Incremental tests that are used to assess cardiorespiratory capacity during free swimming typically involve intervals of set distance (e.g., 200 m) performed at progressively-increasing velocities (Fernandes et al., 2003, 2011; Ribeiro et al., 2015). This means that unlike the smooth-ramp cycling test described above, these tests consist of lengthy stages comprising large unequal work-rate increments. It is, therefore, not surprising that researchers typically use these tests to identify only one of the aforementioned thresholds (e.g., often referred to as the anaerobic threshold) (Fernandes et al., 2011; Ribeiro et al., 2015). Indeed, due to its very nature, it is unlikely that this type of testing can identify the isocapnic region to derive the three-phase model that is best suited for exercise prescription (Binder et al., 2008; Skinner and McLellan, 1980). However, it is difficult to envision how rapidly-incremented small symmetrical changes in the work rate can be applied during free swimming because control of pace is imprecise. One alternative is to perform stationary swimming against a resistive load that can be increased with greater precision (i.e., tethered swimming). Research has confirmed that the maximal rate of oxygen uptake (V.O2max) derived from an incremental tethered-swimming test is highly correlated with and not significantly different from that which is measured during free swimming (Bonen et al., 1980). However, in that study, no attempt was made to discern the threshold(s) that was/were encountered as the resistive load was increased and a discontinuous protocol was used with work bouts of 2-4 minutes separated by recovery intervals of ≥ 5 minutes of rest (Bonen et al., 1980). Consequently, it is unlikely that this test would have been sensitive to threshold differentiation. Nevertheless, the ability of the tethered methodology to serve as a swim ergometer raises the intriguing possibility that a rapidly-incremented protocol similar to that which is used for stationary cycling could be developed using this approach.
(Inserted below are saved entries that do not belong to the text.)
use std::path::Path;

use log::info;
use tract_onnx::prelude::*;

use crate::error::InferenceError;
use crate::models::{FeatureRecord, FeatureValue, Prediction};

/// Anything that turns one feature record into one class label.
///
/// Implementations are shared read-only across all workers.
pub trait Classifier: Send + Sync {
    fn predict(&self, record: &FeatureRecord) -> Result<Prediction, InferenceError>;
}

type Plan = SimplePlan<TypedFact, Box<dyn TypedOp>, Graph<TypedFact, Box<dyn TypedOp>>>;

struct InputBinding {
    field: &'static str,
    datum_type: DatumType,
}

/// ONNX classifier loaded once at startup.
///
/// The model is expected to take one `[1, 1]` input per feature column, named
/// after the column (the layout sklearn pipelines get when converted from a
/// DataFrame), and to emit the class label as its first output.
pub struct ModelHandle {
    plan: Plan,
    inputs: Vec<InputBinding>,
}

impl ModelHandle {
    pub fn load<P: AsRef<Path>>(model_path: P) -> Result<Self, InferenceError> {
        let path = model_path.as_ref();
        if !path.is_file() {
            return Err(InferenceError::ArtifactNotFound(path.to_path_buf()));
        }

        let load_err = |e: TractError| InferenceError::ModelLoad {
            path: path.to_path_buf(),
            reason: format!("{e:#}"),
        };

        let mut model = tract_onnx::onnx().model_for_path(path).map_err(load_err)?;

        let names = model
            .input_outlets()
            .map_err(load_err)?
            .iter()
            .map(|outlet| model.node(outlet.node).name.clone())
            .collect::<Vec<_>>();
        let fields = resolve_inputs(&names)?;

        let mut inputs = Vec::with_capacity(fields.len());
        for (ix, field) in fields.into_iter().enumerate() {
            let datum_type = model
                .input_fact(ix)
                .map_err(load_err)?
                .datum_type()
                .unwrap_or_else(|| default_datum_type(field));
            model
                .set_input_fact(ix, InferenceFact::dt_shape(datum_type, tvec!(1, 1)))
                .map_err(load_err)?;
            inputs.push(InputBinding { field, datum_type });
        }

        let plan = model
            .into_optimized()
            .map_err(load_err)?
            .into_runnable()
            .map_err(load_err)?;

        info!(
            "Model loaded from {} with inputs {:?}",
            path.display(),
            inputs.iter().map(|i| i.field).collect::<Vec<_>>()
        );
        Ok(Self { plan, inputs })
    }

    /// Input column names in the order the model declares them.
    pub fn input_names(&self) -> Vec<&'static str> {
        self.inputs.iter().map(|binding| binding.field).collect()
    }
}

impl Classifier for ModelHandle {
    fn predict(&self, record: &FeatureRecord) -> Result<Prediction, InferenceError> {
        let run_err = |e: TractError| InferenceError::Run(format!("{e:#}"));

        let inputs = self
            .inputs
            .iter()
            .map(|binding| {
                let value = record.get(binding.field).ok_or_else(|| {
                    InferenceError::Run(format!("no feature named {}", binding.field))
                })?;
                let tensor = match value {
                    FeatureValue::Int(v) => tensor2(&[[v]]),
                    FeatureValue::Float(v) => tensor2(&[[v]]),
                };
                let tensor = tensor
                    .cast_to_dt(binding.datum_type)
                    .map_err(run_err)?
                    .into_owned();
                Ok(tensor.into())
            })
            .collect::<Result<TVec<TValue>, InferenceError>>()?;

        let outputs = self.plan.run(inputs).map_err(run_err)?;
        let labels = outputs
            .first()
            .ok_or(InferenceError::EmptyOutput)?
            .cast_to::<i64>()
            .map_err(run_err)?;
        let label = labels
            .as_slice::<i64>()
            .map_err(run_err)?
            .first()
            .copied()
            .ok_or(InferenceError::EmptyOutput)?;

        Ok(Prediction { label })
    }
}

/// Match model input names to feature columns. Every column must be consumed
/// exactly once and nothing else may be asked for.
fn resolve_inputs(names: &[String]) -> Result<Vec<&'static str>, InferenceError> {
    let mismatch = || InferenceError::InputMismatch {
        expected: FeatureRecord::FIELDS.iter().map(|f| f.to_string()).collect(),
        found: names.to_vec(),
    };

    let mut fields = Vec::with_capacity(names.len());
    for name in names {
        let field = FeatureRecord::FIELDS
            .iter()
            .copied()
            .find(|f| *f == name.as_str())
            .ok_or_else(mismatch)?;
        if fields.contains(&field) {
            return Err(mismatch());
        }
        fields.push(field);
    }

    if fields.len() != FeatureRecord::FIELDS.len() {
        return Err(mismatch());
    }
    Ok(fields)
}

fn default_datum_type(field: &str) -> DatumType {
    match field {
        "age" => i64::datum_type(),
        _ => f32::datum_type(),
    }
}

#[cfg(test)]
mod tests {
    use super::*;
    use std::io::Write;
    use std::path::PathBuf;

    fn names(list: &[&str]) -> Vec<String> {
        list.iter().map(|s| s.to_string()).collect()
    }

    #[test]
    fn inputs_resolve_in_model_order() {
        let fields = resolve_inputs(&names(&["income", "age", "score"])).unwrap();
        assert_eq!(fields, vec!["income", "age", "score"]);
    }

    #[test]
    fn unknown_input_is_rejected() {
        let err = resolve_inputs(&names(&["age", "score", "salary"])).unwrap_err();
        match err {
            InferenceError::InputMismatch { expected, found } => {
                assert_eq!(expected, vec!["age", "score", "income"]);
                assert_eq!(found, vec!["age", "score", "salary"]);
            }
            other => panic!("unexpected error: {other}"),
        }
    }

    #[test]
    fn positional_single_input_is_rejected() {
        assert!(matches!(
            resolve_inputs(&names(&["float_input"])),
            Err(InferenceError::InputMismatch { .. })
        ));
    }

    #[test]
    fn missing_and_duplicate_inputs_are_rejected() {
        assert!(resolve_inputs(&names(&["age", "score"])).is_err());
        assert!(resolve_inputs(&names(&["age", "age", "score"])).is_err());
    }

    #[test]
    fn age_defaults_to_integer_input() {
        assert_eq!(default_datum_type("age"), i64::datum_type());
        assert_eq!(default_datum_type("income"), f32::datum_type());
    }

    #[test]
    fn load_missing_artifact_fails() {
        let err = ModelHandle::load("does/not/exist.onnx").err().unwrap();
        assert!(matches!(err, InferenceError::ArtifactNotFound(_)));
    }

    #[test]
    fn load_corrupt_artifact_fails() {
        let mut file = tempfile::NamedTempFile::new().unwrap();
        file.write_all(b"definitely not a protobuf model").unwrap();

        let err = ModelHandle::load(file.path()).err().unwrap();
        assert!(
            matches!(
                err,
                InferenceError::ModelLoad { .. } | InferenceError::InputMismatch { .. }
            ),
            "unexpected error: {err}"
        );
    }

    #[test]
    fn load_directory_fails() {
        let dir = tempfile::TempDir::new().unwrap();
        let err = ModelHandle::load(dir.path()).err().unwrap();
        assert!(matches!(err, InferenceError::ArtifactNotFound(_)));
    }

    mod fixture {
        use prost::Message;
        use tract_onnx::pb::tensor_proto::DataType;
        use tract_onnx::pb::tensor_shape_proto::{dimension, Dimension};
        use tract_onnx::pb::*;

        fn column(name: &str, elem: DataType) -> ValueInfoProto {
            let dim = |value| Dimension {
                denotation: String::new(),
                value: Some(value),
            };
            ValueInfoProto {
                name: name.into(),
                r#type: Some(TypeProto {
                    denotation: String::new(),
                    value: Some(type_proto::Value::TensorType(type_proto::Tensor {
                        elem_type: elem as i32,
                        shape: Some(TensorShapeProto {
                            dim: vec![
                                dim(dimension::Value::DimParam("N".into())),
                                dim(dimension::Value::DimValue(1)),
                            ],
                        }),
                    })),
                }),
                ..Default::default()
            }
        }

        fn node(op: &str, inputs: &[&str], output: &str, cast_to: Option<DataType>) -> NodeProto {
            let attribute = cast_to
                .map(|dt| {
                    vec![AttributeProto {
                        name: "to".into(),
                        r#type: attribute_proto::AttributeType::Int as i32,
                        i: dt as i64,
                        ..Default::default()
                    }]
                })
                .unwrap_or_default();
            NodeProto {
                op_type: op.into(),
                input: inputs.iter().map(|s| s.to_string()).collect(),
                output: vec![output.into()],
                name: output.into(),
                attribute,
                ..Default::default()
            }
        }

        /// `label = int64(float(age) + score > income)`, with the inputs
        /// declared as income, age, score so binding has to go by name.
        pub fn threshold_model() -> Vec<u8> {
            let graph = GraphProto {
                name: "threshold".into(),
                input: vec![
                    column("income", DataType::Float),
                    column("age", DataType::Int64),
                    column("score", DataType::Float),
                ],
                output: vec![column("label", DataType::Int64)],
                node: vec![
                    node("Cast", &["age"], "age_f", Some(DataType::Float)),
                    node("Add", &["age_f", "score"], "total", None),
                    node("Greater", &["total", "income"], "above", None),
                    node("Cast", &["above"], "label", Some(DataType::Int64)),
                ],
                ..Default::default()
            };
            ModelProto {
                ir_version: 8,
                opset_import: vec![OperatorSetIdProto {
                    domain: String::new(),
                    version: 13,
                }],
                graph: Some(graph),
                ..Default::default()
            }
            .encode_to_vec()
        }
    }

    fn load_threshold_model() -> (ModelHandle, tempfile::NamedTempFile) {
        let mut file = tempfile::NamedTempFile::new().unwrap();
        file.write_all(&fixture::threshold_model()).unwrap();
        let model = ModelHandle::load(file.path()).unwrap();
        (model, file)
    }

    #[test]
    fn onnx_inputs_keep_declared_order() {
        let (model, _file) = load_threshold_model();
        assert_eq!(model.input_names(), vec!["income", "age", "score"]);
    }

    #[test]
    fn onnx_model_binds_features_by_name() {
        let (model, _file) = load_threshold_model();
        let cases = [
            ((35, 0.72, 30.0), 1),
            ((35, 0.72, 45000.0), 0),
            ((10, 0.5, 10.4), 1),
        ];
        for ((age, score, income), expected) in cases {
            let record = FeatureRecord { age, score, income };
            let prediction = model.predict(&record).unwrap();
            assert_eq!(prediction.label, expected, "{record:?}");
        }
    }

    #[test]
    fn onnx_model_is_deterministic() {
        let (model, _file) = load_threshold_model();
        let record = FeatureRecord {
            age: 35,
            score: 0.72,
            income: 45000.0,
        };
        assert_eq!(model.predict(&record).unwrap(), model.predict(&record).unwrap());
    }

    fn model_path() -> PathBuf {
        PathBuf::from(env!("CARGO_MANIFEST_DIR"))
            .join("..")
            .join("models")
            .join("uk_decision_model.onnx")
    }

    #[test]
    #[ignore = "needs models/uk_decision_model.onnx"]
    fn real_model_is_deterministic() {
        let model = ModelHandle::load(model_path()).unwrap();
        let record = FeatureRecord {
            age: 35,
            score: 0.72,
            income: 45000.0,
        };
        let first = model.predict(&record).unwrap();
        let second = model.predict(&record).unwrap();
        assert_eq!(first, second);
    }
}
In addition to its ability to discriminate the phases in which bicarbonate buffering is/is not sufficient to maintain homeostatic blood pH during incremental exercise, the smooth-ramp rapidly-incremented cycling test allows for determination of V.O2max if the test is continued until the limit of tolerance (Bogaard et al., 2008; Whipp et al., 1981; Whipp and Wasserman, 1972). The rapidly-incremented nature of this test is also important in this regard because longer incremental protocols (e.g., ≥ 12 minutes) can result in underestimation of V.O2max (Astorino et al., 2004; Yoon et al., 2007). This has resonance for swimming because the incremental protocol that is typically employed (Fernandes et al., 2003, 2011; Ribeiro et al., 2015) comprises 7-8 steps and, therefore, overall test duration can exceed 12 minutes. Despite its non-steady-state nature, the smooth-ramp test also reveals a V.O2/work-rate slope that serves as a measure of exercise economy (Whipp et al., 1981). It is generally believed that improving V.O2max, V.O2GET/ V.O2RCP and exercise economy might each require different training strategies (Jones and Carter, 2000); hence, the information provided by this singular test can be used to tailor athletic training to the characteristics of a given athlete and to monitor specific training-induced changes.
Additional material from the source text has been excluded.